C'est logique, puisque la formation est un sujet capital pour la lutte contre le chômage et l'adaptation aux évolutions de plus en plus rapides du marché du travail. C'est en tout cas un sujet trop important pour en priver les collectivités. Or, avec la suppression de la régulation des CFA par les collectivités, la chose publique est mise de côté. Et tout ça pourquoi ? Pour mettre fin à une régulation prétendument trop administrative de la formation professionnelle ?

Certes, il y a des améliorations à apporter, j'en suis conscient. Mais améliorer, ce n'est pas botter en touche ; ce n'est pas se débarrasser de la formation professionnelle en l'affermant au secteur privé sous prétexte que la gestion de la difficulté est par trop complexe pour les pouvoirs publics. Aujourd'hui, les personnels des organismes de formation sont inquiets. Beaucoup dans mon île m'ont écrit, et je partage leur inquiétude. Je ne vois pas comment les branches pourront, dans certains territoires, structurer la formation en lieu et place des régions.

J'en prendrai un exemple très concret, déjà évoqué par mon collègue Acquaviva en commission : la filière bois dans un territoire périphérique et isolé tel que la Corse. Le bois y est une filière d'avenir que la collectivité territoriale souhaite développer avec une véritable vision stratégique, afin de sortir l'île du marasme économique où elle se trouve plongée depuis deux siècles.
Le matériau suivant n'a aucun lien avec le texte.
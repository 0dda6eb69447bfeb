//! Publish client: validation, request construction and response handling

use crate::config::ClientConfig;
use crate::error::{ClientError, Result, TransportError};
use crate::request::{build_publish_request, payload_to_object, publish_headers, Target};
use crate::signer::Signer;
use crate::transport::{HttpResponse, ReqwestTransport, Transport};
use crate::types::{Payload, PublishErrorResponse, PublishResponse};
use crate::validation::{validate_interests, validate_user_ids};
use reqwest::header::HeaderMap;
use reqwest::StatusCode;
use serde::Serialize;
use std::future::Future;
use tracing::{debug, info, warn};

/// Push notifications server API
pub trait PushNotifications: Send + Sync + 'static {
    /// Publish to all devices subscribed to at least one of `interests`
    ///
    /// The identifiers are injected into `payload` under `interests`.
    /// Returns the publish id assigned by the service.
    fn publish_to_interests<I, P>(
        &self,
        interests: &[I],
        payload: &P,
    ) -> impl Future<Output = Result<String>> + Send
    where
        I: AsRef<str> + Sync,
        P: Serialize + ?Sized + Sync;

    /// Alias for [`publish_to_interests`](Self::publish_to_interests)
    fn publish<I, P>(
        &self,
        interests: &[I],
        payload: &P,
    ) -> impl Future<Output = Result<String>> + Send
    where
        I: AsRef<str> + Sync,
        P: Serialize + ?Sized + Sync,
    {
        self.publish_to_interests(interests, payload)
    }

    /// Publish to all devices of the given authenticated users
    fn publish_to_users<U, P>(
        &self,
        users: &[U],
        payload: &P,
    ) -> impl Future<Output = Result<String>> + Send
    where
        U: AsRef<[u8]> + Sync,
        P: Serialize + ?Sized + Sync;

    /// Create a signed JWT that lets `user_id` receive notifications
    fn authenticate_user(&self, user_id: &str) -> Result<String>;
}

/// Client for the publish API
///
/// Holds no mutable state: clone it or share it behind an `Arc` across
/// tasks.
#[derive(Clone)]
pub struct PushNotificationsClient<T = ReqwestTransport> {
    instance_id: String,
    base_endpoint: String,
    headers: HeaderMap,
    signer: Signer,
    transport: T,
}

impl PushNotificationsClient<ReqwestTransport> {
    /// Create a client with default settings
    ///
    /// Fails if `instance_id` or `secret_key` is empty.
    pub fn new(instance_id: impl Into<String>, secret_key: impl Into<String>) -> Result<Self> {
        Self::with_config(ClientConfig::new(instance_id, secret_key))
    }

    pub fn with_config(config: ClientConfig) -> Result<Self> {
        config.validate()?;
        let transport = ReqwestTransport::new(config.request_timeout).map_err(|e| {
            ClientError::Configuration(format!("Failed to build HTTP client: {e}"))
        })?;
        Self::with_transport(config, transport)
    }
}

impl<T: Transport> PushNotificationsClient<T> {
    /// Create a client that sends requests through `transport`
    pub fn with_transport(config: ClientConfig, transport: T) -> Result<Self> {
        config.validate()?;

        let base_endpoint = config.base_endpoint();
        let headers = publish_headers(&config.secret_key)?;
        let signer = Signer::new(&config.instance_id, &config.secret_key);

        info!(
            instance_id = %config.instance_id,
            base_endpoint = %base_endpoint,
            timeout_secs = config.request_timeout.as_secs(),
            "Created push notifications client"
        );

        Ok(Self {
            instance_id: config.instance_id,
            base_endpoint,
            headers,
            signer,
            transport,
        })
    }

    pub fn instance_id(&self) -> &str {
        &self.instance_id
    }

    pub fn base_endpoint(&self) -> &str {
        &self.base_endpoint
    }

    /// Get the transport (for advanced usage)
    pub fn transport(&self) -> &T {
        &self.transport
    }

    /// Send a publish and interpret the reply
    async fn publish_to_api(&self, payload: Payload, target: Target) -> Result<String> {
        let kind = target.key();
        let count = target.len();
        let request = build_publish_request(
            &self.base_endpoint,
            &self.instance_id,
            self.headers.clone(),
            payload,
            target,
        )?;

        debug!(
            instance_id = %self.instance_id,
            target = kind,
            count = count,
            "Publishing notification"
        );

        let response = self.transport.execute(request).await.map_err(|source| {
            warn!(
                instance_id = %self.instance_id,
                target = kind,
                error = %source,
                "Publish failed due to a network error"
            );
            network_error(source)
        })?;

        let publish_id = interpret_response(response)?;
        info!(
            instance_id = %self.instance_id,
            target = kind,
            publish_id = %publish_id,
            "Notification published"
        );

        Ok(publish_id)
    }
}

fn network_error(source: TransportError) -> ClientError {
    let context = match &source {
        TransportError::Body(_) => {
            "failed to read publish notification response due to a network error"
        }
        _ => "failed to publish notifications due to a network error",
    };
    ClientError::Network { context, source }
}

/// Turn a raw publish API response into a publish id or an error
pub fn interpret_response(response: HttpResponse) -> Result<String> {
    if response.status == StatusCode::OK {
        let body: PublishResponse =
            serde_json::from_slice(&response.body).map_err(|source| ClientError::Decode {
                context: "failed to read publish notification response due to invalid JSON",
                source,
            })?;
        return Ok(body.publish_id);
    }

    let body: PublishErrorResponse =
        serde_json::from_slice(&response.body).map_err(|source| ClientError::Decode {
            context: "failed to read publish notification response due to invalid JSON",
            source,
        })?;

    let error = body.error.unwrap_or_default();
    let description = body.description.unwrap_or_default();

    warn!(
        status = %response.status,
        error = %error,
        description = %description,
        "Publish rejected by the service"
    );

    Err(ClientError::Api {
        status: response.status.as_u16(),
        error,
        description,
    })
}

impl<T: Transport> PushNotifications for PushNotificationsClient<T> {
    async fn publish_to_interests<I, P>(&self, interests: &[I], payload: &P) -> Result<String>
    where
        I: AsRef<str> + Sync,
        P: Serialize + ?Sized + Sync,
    {
        let interests = validate_interests(interests)?;
        let payload = payload_to_object(payload)?;
        self.publish_to_api(payload, Target::Interests(interests)).await
    }

    async fn publish_to_users<U, P>(&self, users: &[U], payload: &P) -> Result<String>
    where
        U: AsRef<[u8]> + Sync,
        P: Serialize + ?Sized + Sync,
    {
        let users = validate_user_ids(users)?;
        let payload = payload_to_object(payload)?;
        self.publish_to_api(payload, Target::Users(users)).await
    }

    fn authenticate_user(&self, user_id: &str) -> Result<String> {
        let token = self.signer.sign_user_token(user_id)?;
        debug!(instance_id = %self.instance_id, user_id = %user_id, "Issued user token");
        Ok(token)
    }
}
Mais que pourra faire la branche « bois » locale avec le présent texte ? Elle ne compte même pas quatre entreprises ! Comment pourront-elles s'organiser ?

Dans de petits territoires comme la Corse, les branches ne sont pas structurées : sans l'intervention des pouvoirs publics, elles ne pourront s'organiser. Certains viennent nous dire que ce sera là une sorte de mise à l'épreuve pour les filières, et que cela les forcera à s'organiser. Personnellement, je ne goûte pas cette rhétorique darwinienne un peu facile, qui consiste à juger trop rapidement ceux qui n'y arrivent pas.

Encore une fois, les lois faites à Paris sont complètement disproportionnées par rapport à la réalité en Corse, où les politiques publiques se déploient à une échelle différente de celle du continent. Je ne veux ici excuser personne. Je suis conscient qu'il y a eu des dysfonctionnements. Mais je doute que le recours direct aux branches soit une solution. Cela revient à se reposer sur l'existant, qui fonctionne déjà, non à parier sur l'avenir. Le pilotage régional de la formation professionnelle aurait permis d'investir sur le long terme dans des formations d'avenir, au sein de secteurs qui ne sont ni structurés ni développés.

En Corse, seules les branches du tourisme et du BTP sont à peu près organisées. Mais elles n'auront qu'une vision à court terme, pour des besoins immédiats de métiers peu formés et mal rémunérés.

Je veux simplement vous amener à comprendre que ce n'est pas en améliorant le fonctionnement de la bougie que l'on a inventé l'ampoule.